▶ _PROBLEM TO WORK ON_: Everything from the first line of the entries below through the line holding "use futures::FutureExt;" must be printed exactly as written.

▶ _AVAILABLE DATA_:
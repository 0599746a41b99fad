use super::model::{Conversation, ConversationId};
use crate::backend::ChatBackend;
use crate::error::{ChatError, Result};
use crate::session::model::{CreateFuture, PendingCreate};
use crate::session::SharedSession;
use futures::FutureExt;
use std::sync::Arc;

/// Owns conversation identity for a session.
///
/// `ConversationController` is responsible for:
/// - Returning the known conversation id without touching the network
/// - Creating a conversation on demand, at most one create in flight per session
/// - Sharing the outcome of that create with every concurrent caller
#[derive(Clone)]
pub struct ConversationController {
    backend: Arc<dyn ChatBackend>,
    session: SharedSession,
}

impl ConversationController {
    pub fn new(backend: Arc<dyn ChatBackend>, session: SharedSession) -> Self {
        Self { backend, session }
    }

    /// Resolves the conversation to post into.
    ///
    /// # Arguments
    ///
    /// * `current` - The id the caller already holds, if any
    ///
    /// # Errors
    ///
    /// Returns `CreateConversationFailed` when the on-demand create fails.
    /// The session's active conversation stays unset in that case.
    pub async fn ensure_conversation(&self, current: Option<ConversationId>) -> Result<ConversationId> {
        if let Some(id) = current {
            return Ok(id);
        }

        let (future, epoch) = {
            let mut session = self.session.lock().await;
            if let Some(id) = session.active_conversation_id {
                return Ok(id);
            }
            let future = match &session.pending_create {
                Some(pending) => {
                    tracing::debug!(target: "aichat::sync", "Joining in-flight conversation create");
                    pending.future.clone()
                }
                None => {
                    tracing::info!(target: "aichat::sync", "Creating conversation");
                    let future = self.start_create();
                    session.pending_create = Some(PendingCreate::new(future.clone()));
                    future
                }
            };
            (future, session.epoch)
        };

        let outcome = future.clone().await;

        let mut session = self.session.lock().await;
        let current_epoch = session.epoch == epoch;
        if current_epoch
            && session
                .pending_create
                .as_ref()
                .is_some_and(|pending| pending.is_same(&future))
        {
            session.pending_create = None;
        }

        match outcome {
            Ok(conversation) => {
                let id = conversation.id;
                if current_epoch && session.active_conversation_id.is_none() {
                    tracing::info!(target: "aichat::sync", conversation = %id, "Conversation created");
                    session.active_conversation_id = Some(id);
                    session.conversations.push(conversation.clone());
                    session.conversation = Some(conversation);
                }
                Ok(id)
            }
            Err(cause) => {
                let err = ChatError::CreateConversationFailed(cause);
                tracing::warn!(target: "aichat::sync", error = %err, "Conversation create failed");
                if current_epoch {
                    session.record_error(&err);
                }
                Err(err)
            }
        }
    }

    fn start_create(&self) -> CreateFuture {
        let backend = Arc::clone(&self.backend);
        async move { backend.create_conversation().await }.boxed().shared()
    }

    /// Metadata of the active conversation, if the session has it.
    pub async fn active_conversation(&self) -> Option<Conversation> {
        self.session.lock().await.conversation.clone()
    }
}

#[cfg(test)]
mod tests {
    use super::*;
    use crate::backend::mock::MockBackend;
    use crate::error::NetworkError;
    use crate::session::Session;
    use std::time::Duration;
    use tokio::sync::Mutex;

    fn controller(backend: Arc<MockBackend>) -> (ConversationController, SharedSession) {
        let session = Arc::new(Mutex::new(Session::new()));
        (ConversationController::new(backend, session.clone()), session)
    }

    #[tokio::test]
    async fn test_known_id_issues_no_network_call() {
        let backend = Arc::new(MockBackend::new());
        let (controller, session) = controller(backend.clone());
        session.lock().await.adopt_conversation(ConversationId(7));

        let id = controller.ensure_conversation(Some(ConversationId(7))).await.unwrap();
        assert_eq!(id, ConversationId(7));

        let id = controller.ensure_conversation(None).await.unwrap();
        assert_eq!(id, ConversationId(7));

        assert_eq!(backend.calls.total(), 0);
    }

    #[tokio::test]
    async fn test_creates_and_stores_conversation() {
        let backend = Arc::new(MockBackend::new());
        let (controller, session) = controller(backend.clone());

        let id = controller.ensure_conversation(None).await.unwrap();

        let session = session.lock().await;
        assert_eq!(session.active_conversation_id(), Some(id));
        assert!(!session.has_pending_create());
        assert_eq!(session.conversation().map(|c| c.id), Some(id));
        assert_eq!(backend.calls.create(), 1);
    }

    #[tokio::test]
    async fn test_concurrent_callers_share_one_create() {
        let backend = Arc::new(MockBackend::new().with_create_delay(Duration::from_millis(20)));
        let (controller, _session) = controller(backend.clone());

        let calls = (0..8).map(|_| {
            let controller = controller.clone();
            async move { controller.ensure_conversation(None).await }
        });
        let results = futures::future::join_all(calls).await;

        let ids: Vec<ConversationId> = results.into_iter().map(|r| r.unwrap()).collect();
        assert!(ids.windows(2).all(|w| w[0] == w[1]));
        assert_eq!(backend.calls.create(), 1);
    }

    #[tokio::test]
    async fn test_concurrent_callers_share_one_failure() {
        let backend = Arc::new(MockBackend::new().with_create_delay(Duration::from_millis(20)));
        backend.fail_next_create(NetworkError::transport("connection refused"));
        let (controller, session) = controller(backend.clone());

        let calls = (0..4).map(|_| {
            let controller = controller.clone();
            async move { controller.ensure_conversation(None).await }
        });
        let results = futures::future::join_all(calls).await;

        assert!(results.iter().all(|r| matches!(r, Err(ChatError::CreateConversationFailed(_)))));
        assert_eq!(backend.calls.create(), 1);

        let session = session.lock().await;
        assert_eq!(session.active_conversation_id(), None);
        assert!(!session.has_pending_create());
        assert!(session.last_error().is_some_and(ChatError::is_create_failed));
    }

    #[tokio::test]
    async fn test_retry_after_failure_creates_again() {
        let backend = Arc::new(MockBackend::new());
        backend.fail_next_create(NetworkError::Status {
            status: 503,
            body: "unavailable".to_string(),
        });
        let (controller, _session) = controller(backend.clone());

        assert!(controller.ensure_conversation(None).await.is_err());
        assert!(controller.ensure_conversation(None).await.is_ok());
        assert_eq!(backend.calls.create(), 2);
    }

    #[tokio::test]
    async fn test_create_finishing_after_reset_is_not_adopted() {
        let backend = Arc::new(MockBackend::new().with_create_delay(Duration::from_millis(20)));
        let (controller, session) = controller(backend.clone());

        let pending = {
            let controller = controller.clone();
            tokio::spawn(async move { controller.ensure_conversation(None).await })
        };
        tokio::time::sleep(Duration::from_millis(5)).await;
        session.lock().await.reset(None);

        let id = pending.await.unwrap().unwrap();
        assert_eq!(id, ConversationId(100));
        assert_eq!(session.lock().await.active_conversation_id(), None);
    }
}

▶ _EXERCISE OUTPUT_:
repository 0599746a41b99fad
use super::model::{Conversation, ConversationId};
use crate::backend::ChatBackend;
use crate::error::{ChatError, Result};
use crate::session::model::{CreateFuture, PendingCreate};
use crate::session::SharedSession;
use futures::FutureExt;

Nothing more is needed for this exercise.